GLEN RIDGE, NJ — In a telephone interview earlier this week, Glen Ridge Mayor Stuart Patrick spoke about some of his goals for the borough for this coming year. He gave his state of the borough address last week at the reorganizational meeting.

Patrick has served on the council for eight years. He also served seven years on the library board. The future of the Glen Ridge Public Library was a significant topic in his address. This is his first year as mayor.

In the area of planning and development of borough property, Patrick said the council will review and update land-use policies and ordinances to ensure they are current with standards.

“We have a number of concerns,” he said in the telephone interview last week. “Properties are being broken up. Someone can take down a house and put up two. We want to see how many properties may be subject to this.”
He said Douglas Road and Marsten Place will be paved, to the Montclair border, hopefully in the spring. Herman Street, Englewood and Cambridge roads will be paved, the funding coming from NJDOT and community block grants.

The Glen Ridge Police Department will complete its body-worn camera initiative and there will be an expansion of the Crime Prevention Bureau. The GRPD will also participate in all public school drills, and officers of the Traffic Division will receive additional accident and traffic training.

Regarding shared services, Patrick acknowledged that the arrangement usually has been that other towns provide services to the borough, but he pointed to the joint venture with Bloomfield to repave Essex Avenue.
He sees the purpose of the public library as changing.

“There are so many things today where people don’t need to go to the library,” he said. “If libraries are going to survive, they have to change their historical purpose. We view libraries as a cultural center.”
He thought that in the future, libraries would not have books but instead be a varied cultural and art center.
“For outreach, the library is a central place,” he said.

He lauded Jennifer Breuer, the director of the Glen Ridge Public Library, for her belief that the library is a place where people can come together.

In an email, Breuer said she wanted the library to grow and strengthen its partnerships with local organizations and form new relationships with local businesses.

“Our goal is to find ways to help each other and discover ways in which we can work together to benefit the community,” she said.
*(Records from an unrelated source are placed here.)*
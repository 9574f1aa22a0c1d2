//! Gaze raycasting against target bounds.

use glam::{Vec2, Vec3};
use reticulum_camera::{Frustum, Ray};
use reticulum_core::TargetId;

/// Result of a successful ray test against one target.
#[derive(Debug, Clone, Copy, PartialEq)]
pub struct Intersection {
    /// Target that was hit.
    pub target: TargetId,
    /// Distance from ray origin to the hit point.
    pub distance: f32,
    /// World-space hit point.
    pub point: Vec3,
}

/// Axis-aligned bounding box in world space
#[derive(Debug, Clone, Copy, PartialEq)]
pub struct Aabb {
    /// Minimum corner of the box
    pub min: Vec3,
    /// Maximum corner of the box
    pub max: Vec3,
}

impl Aabb {
    /// Create a new AABB from min and max corners
    pub fn new(min: Vec3, max: Vec3) -> Self {
        Self { min, max }
    }

    /// Create an AABB from center position and size
    pub fn from_center_size(center: Vec3, size: Vec3) -> Self {
        let half_size = size * 0.5;
        Self {
            min: center - half_size,
            max: center + half_size,
        }
    }

    pub fn center(&self) -> Vec3 {
        (self.min + self.max) * 0.5
    }

    /// Test if a ray intersects this AABB.
    /// Returns distance to the intersection point if hit; from inside the box
    /// that is the exit point.
    pub fn ray_intersection(&self, ray_origin: Vec3, ray_dir: Vec3) -> Option<f32> {
        let inv_dir = ray_dir.recip();

        let t1 = (self.min - ray_origin) * inv_dir;
        let t2 = (self.max - ray_origin) * inv_dir;

        let tmin = t1.min(t2).max_element();
        let tmax = t1.max(t2).min_element();

        // Entire box is behind the origin
        if tmax < 0.0 || tmin > tmax {
            return None;
        }

        Some(if tmin < 0.0 { tmax } else { tmin })
    }
}

/// Ray/sphere test. From inside the sphere the far side is reported.
pub fn ray_sphere(ray_origin: Vec3, ray_dir: Vec3, center: Vec3, radius: f32) -> Option<f32> {
    let oc = ray_origin - center;
    let b = oc.dot(ray_dir);
    let c = oc.dot(oc) - radius * radius;
    let disc = b * b - c;
    if disc < 0.0 {
        return None;
    }
    let root = disc.sqrt();
    let near = -b - root;
    if near >= 0.0 {
        return Some(near);
    }
    let far = -b + root;
    (far >= 0.0).then_some(far)
}

/// Raycast against a camera-facing quad. Returns the hit distance.
pub fn raycast_billboard_quad(
    ray_origin: Vec3,
    ray_dir: Vec3,
    quad_center: Vec3,
    quad_size: Vec2,
    camera_pos: Vec3,
) -> Option<f32> {
    let to_camera = (camera_pos - quad_center).normalize_or_zero();
    let right = Vec3::Y.cross(to_camera).normalize_or_zero();
    if to_camera == Vec3::ZERO || right == Vec3::ZERO {
        // Camera sits on the quad or straight above/below it
        return None;
    }
    let up = to_camera.cross(right);

    let denom = ray_dir.dot(to_camera);
    if denom.abs() < 0.0001 {
        return None;
    }

    let t = (quad_center - ray_origin).dot(to_camera) / denom;
    if t < 0.0 {
        return None;
    }

    let to_hit = ray_origin + ray_dir * t - quad_center;
    let half = quad_size * 0.5;
    (to_hit.dot(right).abs() <= half.x && to_hit.dot(up).abs() <= half.y).then_some(t)
}

/// Hit volume of a gaze target.
#[derive(Debug, Clone, Copy, PartialEq)]
pub enum Bounds {
    /// Sphere around a center.
    Sphere { center: Vec3, radius: f32 },
    /// Axis-aligned box.
    Box(Aabb),
    /// Flat quad that always faces the viewer.
    Billboard { center: Vec3, size: Vec2 },
}

impl Bounds {
    pub fn sphere(center: Vec3, radius: f32) -> Self {
        Self::Sphere { center, radius }
    }

    pub fn cube(center: Vec3, size: f32) -> Self {
        Self::Box(Aabb::from_center_size(center, Vec3::splat(size)))
    }

    pub fn billboard(center: Vec3, width: f32, height: f32) -> Self {
        Self::Billboard {
            center,
            size: Vec2::new(width, height),
        }
    }

    /// Geometric center.
    pub fn center(&self) -> Vec3 {
        match self {
            Self::Sphere { center, .. } | Self::Billboard { center, .. } => *center,
            Self::Box(aabb) => aabb.center(),
        }
    }

    /// Radius of the smallest sphere around [`Self::center`] enclosing the volume.
    pub fn bounding_radius(&self) -> f32 {
        match self {
            Self::Sphere { radius, .. } => *radius,
            Self::Box(aabb) => (aabb.max - aabb.min).length() * 0.5,
            Self::Billboard { size, .. } => size.length() * 0.5,
        }
    }

    /// Same bounds moved so its center lands on `center`.
    pub fn recentered(&self, center: Vec3) -> Self {
        match *self {
            Self::Sphere { radius, .. } => Self::Sphere { center, radius },
            Self::Box(aabb) => Self::Box(Aabb::from_center_size(center, aabb.max - aabb.min)),
            Self::Billboard { size, .. } => Self::Billboard { center, size },
        }
    }

    /// Distance along `ray` to the first hit, if any.
    pub fn intersect(&self, ray: &Ray, camera_pos: Vec3) -> Option<f32> {
        match self {
            Self::Sphere { center, radius } => {
                ray_sphere(ray.origin, ray.direction, *center, *radius)
            }
            Self::Box(aabb) => aabb.ray_intersection(ray.origin, ray.direction),
            Self::Billboard { center, size } => {
                raycast_billboard_quad(ray.origin, ray.direction, *center, *size, camera_pos)
            }
        }
    }

    /// Whether any part of the volume lies within the view frustum.
    pub fn in_frustum(&self, frustum: &Frustum) -> bool {
        match self {
            Self::Box(aabb) => frustum.contains_aabb(aabb.min, aabb.max),
            _ => frustum.intersects_sphere(self.center(), self.bounding_radius()),
        }
    }
}

/// Ray caster with optional distance limits.
#[derive(Debug, Clone, Copy, PartialEq)]
pub struct Raycaster {
    pub near: f32,
    pub far: f32,
}

impl Default for Raycaster {
    fn default() -> Self {
        Self {
            near: 0.0,
            far: f32::INFINITY,
        }
    }
}

impl Raycaster {
    /// Limits below zero (or unset) keep the defaults.
    pub fn with_limits(near: Option<f32>, far: Option<f32>) -> Self {
        let defaults = Self::default();
        Self {
            near: near.filter(|n| *n >= 0.0).unwrap_or(defaults.near),
            far: far.filter(|f| *f >= 0.0).unwrap_or(defaults.far),
        }
    }

    /// Every target hit within `[near, far]`, nearest first.
    pub fn intersect<I>(&self, ray: &Ray, camera_pos: Vec3, targets: I) -> Vec<Intersection>
    where
        I: IntoIterator<Item = (TargetId, Bounds)>,
    {
        let mut hits: Vec<Intersection> = targets
            .into_iter()
            .filter_map(|(target, bounds)| {
                let distance = bounds.intersect(ray, camera_pos)?;
                (distance >= self.near && distance <= self.far).then(|| Intersection {
                    target,
                    distance,
                    point: ray.at(distance),
                })
            })
            .collect();
        hits.sort_by(|a, b| a.distance.total_cmp(&b.distance));
        hits
    }
}
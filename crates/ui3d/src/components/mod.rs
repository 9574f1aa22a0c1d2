//! Visual components the engine drives: the reticle and the fuse.
//!
//! Both live in the viewer's local space (parented to the camera) and expose
//! their transform, color and ring geometry so any renderer can draw them.

pub mod fuse;
pub mod reticle;
pub mod ring;

pub use fuse::Fuse;
pub use reticle::Reticle;
pub use ring::RingGeometry;

use glam::{Quat, Vec3};
use reticulum_core::Color;

/// Common read-out for camera-attached indicators
pub trait Indicator {
    /// Local transform relative to the camera
    fn transform(&self) -> &Transform3D;

    /// Check if this indicator should be drawn
    fn is_visible(&self) -> bool;

    /// Set visibility
    fn set_visible(&mut self, visible: bool);

    /// Current material color
    fn color(&self) -> Color;
}

/// Transform in 3D space
#[derive(Debug, Clone, Copy, PartialEq)]
pub struct Transform3D {
    pub position: Vec3,
    pub rotation: Quat,
    pub scale: Vec3,
}

impl Default for Transform3D {
    fn default() -> Self {
        Self {
            position: Vec3::ZERO,
            rotation: Quat::IDENTITY,
            scale: Vec3::ONE,
        }
    }
}

impl Transform3D {
    pub fn new(position: Vec3) -> Self {
        Self {
            position,
            ..Default::default()
        }
    }

    pub fn with_rotation(mut self, rotation: Quat) -> Self {
        self.rotation = rotation;
        self
    }
}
A new service Patrick said would be in place soon will allow patrons to make library payments with a credit card.
According to Breuer, the library is currently researching that.

“We currently accept cash and checks,” she said. “There are several libraries in the area who already accept credit cards. We hope to have it in place in the next few months.”

Patrick said there will also be an increase in programming.
Breuer said there are several programs about genealogy already scheduled.
“One program is funded through a grant from the New Jersey Council for the Humanities Horizons Speaker Bureau,” she said.

The program is called “The National Register of Historic Places: The Role it Plays in Our Local Communities.” It is scheduled for April 7 at 7 p.m.

“We also have plans to have programs on Glen Ridge history and using our local history archive,” Breuker said. “All of these programs and events are co-sponsored by the Glen Ridge Historical Society.”

Patrick also said the borough and library will commence its long-range planning process for the installation of remote pickup lockers.

The library, according to Breuer, is currently evaluating the feasibility and logistics of installing a locker system that would provide the community with the opportunity to retrieve requested materials at an offsite location. These lockers would be available around-the-clock, every day.

“When determined, the Friends of the Library would be funding this project, she said. “There are several libraries in the United States that have these lockers already.”